Slap and JMM got me thinking. I was wrong on the irrational part. I'll update my initial thoughts, blend in their observations, and we can see how it pans out. Like JMM suggested, this theory may be hard for some to accept.
1. Actor was Rational.
2. Actor had perceived grievances, or motive, or emotions.
3. Actor justified his actions through rational thought, decision making, and in belief that means justified the ends.

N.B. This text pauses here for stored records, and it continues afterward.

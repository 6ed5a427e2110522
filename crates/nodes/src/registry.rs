//! Process-wide plugin registry.
//!
//! Keyed by plugin id, populated at startup (see [`crate::builtin`]).
//! Read-mostly: many concurrent `get`s from executing workflows, rare
//! registrations, so a reader/writer lock over the two maps suffices.

use std::collections::HashMap;
use std::sync::{Arc, RwLock};

use crate::{NodeMetadata, NodePlugin, RegistryError};

#[derive(Default)]
struct RegistryInner {
    plugins: HashMap<String, Arc<dyn NodePlugin>>,
    metadata: HashMap<String, NodeMetadata>,
}

/// Thread-safe catalog mapping plugin id → executor + metadata.
#[derive(Default)]
pub struct NodeRegistry {
    inner: RwLock<RegistryInner>,
}

impl NodeRegistry {
    pub fn new() -> Self {
        Self::default()
    }

    /// Register a plugin, rejecting duplicates and unusable metadata.
    pub fn register(&self, plugin: Arc<dyn NodePlugin>) -> Result<(), RegistryError> {
        let metadata = plugin.metadata();

        if metadata.id.is_empty() {
            return Err(RegistryError::InvalidMetadata("plugin id is empty".into()));
        }
        if metadata.name.is_empty() {
            return Err(RegistryError::InvalidMetadata("plugin name is empty".into()));
        }
        if metadata.kind.is_empty() {
            return Err(RegistryError::InvalidMetadata("plugin type is empty".into()));
        }
        if metadata.category.is_empty() {
            return Err(RegistryError::InvalidMetadata(
                "plugin category is empty".into(),
            ));
        }
        if metadata.config_schema.is_none() {
            return Err(RegistryError::InvalidMetadata(
                "plugin config schema is missing".into(),
            ));
        }

        let mut inner = self.inner.write().unwrap();
        if inner.plugins.contains_key(&metadata.id) {
            return Err(RegistryError::DuplicateId(metadata.id));
        }

        inner.plugins.insert(metadata.id.clone(), plugin);
        inner.metadata.insert(metadata.id.clone(), metadata);
        Ok(())
    }

    pub fn unregister(&self, plugin_id: &str) -> Result<(), RegistryError> {
        let mut inner = self.inner.write().unwrap();
        if inner.plugins.remove(plugin_id).is_none() {
            return Err(RegistryError::NotFound(plugin_id.to_string()));
        }
        inner.metadata.remove(plugin_id);
        Ok(())
    }

    pub fn get(&self, plugin_id: &str) -> Result<Arc<dyn NodePlugin>, RegistryError> {
        let inner = self.inner.read().unwrap();
        inner
            .plugins
            .get(plugin_id)
            .cloned()
            .ok_or_else(|| RegistryError::NotFound(plugin_id.to_string()))
    }

    pub fn metadata(&self, plugin_id: &str) -> Result<NodeMetadata, RegistryError> {
        let inner = self.inner.read().unwrap();
        inner
            .metadata
            .get(plugin_id)
            .cloned()
            .ok_or_else(|| RegistryError::NotFound(plugin_id.to_string()))
    }

    /// Registered plugin ids, sorted.
    pub fn list(&self) -> Vec<String> {
        let inner = self.inner.read().unwrap();
        let mut ids: Vec<String> = inner.plugins.keys().cloned().collect();
        ids.sort();
        ids
    }

    /// All metadata, sorted by category then name.
    pub fn all_metadata(&self) -> Vec<NodeMetadata> {
        let inner = self.inner.read().unwrap();
        let mut all: Vec<NodeMetadata> = inner.metadata.values().cloned().collect();
        all.sort_by(|a, b| (&a.category, &a.name).cmp(&(&b.category, &b.name)));
        all
    }

    pub fn list_by_category(&self, category: &str) -> Vec<NodeMetadata> {
        let inner = self.inner.read().unwrap();
        let mut matched: Vec<NodeMetadata> = inner
            .metadata
            .values()
            .filter(|m| m.category == category)
            .cloned()
            .collect();
        matched.sort_by(|a, b| a.name.cmp(&b.name));
        matched
    }

    pub fn list_by_type(&self, kind: &str) -> Vec<NodeMetadata> {
        let inner = self.inner.read().unwrap();
        let mut matched: Vec<NodeMetadata> = inner
            .metadata
            .values()
            .filter(|m| m.kind == kind)
            .cloned()
            .collect();
        matched.sort_by(|a, b| a.name.cmp(&b.name));
        matched
    }

    /// Case-insensitive substring search over name, description, category,
    /// type, and tags. An empty query matches everything.
    pub fn search(&self, query: &str) -> Vec<NodeMetadata> {
        let needle = query.to_lowercase();
        let inner = self.inner.read().unwrap();
        let mut matched: Vec<NodeMetadata> = inner
            .metadata
            .values()
            .filter(|m| {
                needle.is_empty()
                    || m.name.to_lowercase().contains(&needle)
                    || m.description.to_lowercase().contains(&needle)
                    || m.category.to_lowercase().contains(&needle)
                    || m.kind.to_lowercase().contains(&needle)
                    || m.tags.iter().any(|t| t.to_lowercase().contains(&needle))
            })
            .cloned()
            .collect();
        matched.sort_by(|a, b| a.name.cmp(&b.name));
        matched
    }

    pub fn count(&self) -> usize {
        self.inner.read().unwrap().plugins.len()
    }

    pub fn is_registered(&self, plugin_id: &str) -> bool {
        self.inner.read().unwrap().plugins.contains_key(plugin_id)
    }

    /// Distinct categories across all registered plugins, sorted.
    pub fn categories(&self) -> Vec<String> {
        let inner = self.inner.read().unwrap();
        let mut categories: Vec<String> = inner
            .metadata
            .values()
            .map(|m| m.category.clone())
            .collect();
        categories.sort();
        categories.dedup();
        categories
    }
}

// ============================================================
// Unit tests
// ============================================================
#[cfg(test)]
mod tests {
    use super::*;
    use crate::mock::MockNode;

    fn registry_with(names: &[&str]) -> NodeRegistry {
        let registry = NodeRegistry::new();
        for name in names {
            registry
                .register(Arc::new(MockNode::returning(*name, Default::default())))
                .expect("registration should succeed");
        }
        registry
    }

    #[test]
    fn register_and_get() {
        let registry = registry_with(&["static_data"]);
        assert!(registry.get("static_data").is_ok());
        assert!(registry.is_registered("static_data"));
        assert_eq!(registry.count(), 1);
    }

    #[test]
    fn duplicate_registration_is_rejected() {
        let registry = registry_with(&["dup"]);
        let err = registry
            .register(Arc::new(MockNode::returning("dup", Default::default())))
            .unwrap_err();
        assert!(matches!(err, RegistryError::DuplicateId(id) if id == "dup"));
    }

    #[test]
    fn empty_id_is_rejected() {
        let registry = NodeRegistry::new();
        let err = registry
            .register(Arc::new(MockNode::returning("", Default::default())))
            .unwrap_err();
        assert!(matches!(err, RegistryError::InvalidMetadata(_)));
    }

    #[test]
    fn get_unknown_returns_not_found() {
        let registry = NodeRegistry::new();
        assert!(matches!(
            registry.get("ghost"),
            Err(RegistryError::NotFound(_))
        ));
    }

    #[test]
    fn unregister_removes_plugin() {
        let registry = registry_with(&["gone"]);
        registry.unregister("gone").unwrap();
        assert!(!registry.is_registered("gone"));
        assert!(matches!(
            registry.unregister("gone"),
            Err(RegistryError::NotFound(_))
        ));
    }

    #[test]
    fn list_is_sorted() {
        let registry = registry_with(&["zeta", "alpha", "mid"]);
        assert_eq!(registry.list(), vec!["alpha", "mid", "zeta"]);
    }

    #[test]
    fn search_matches_substring_case_insensitive() {
        let registry = registry_with(&["data_filter", "logger"]);
        let hits = registry.search("FILT");
        assert_eq!(hits.len(), 1);
        assert_eq!(hits[0].id, "data_filter");
    }
}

Actor could be this clown at Ft. Hood or a suicide bomber in Iraq.
Mike
The simplest explanation is this guy wanted out of the Army and he apparently had some legitimate claim to this, up to and including hiring an attorney to support his claim. When that failed and he was sent to Ft. Hood to be deployed somewhere......the path to murder became what he perceived as his only way to solve his problem. The 5 Rings of violence don't miss.
Col. Patrick Lang has the best analysis I've seen yet.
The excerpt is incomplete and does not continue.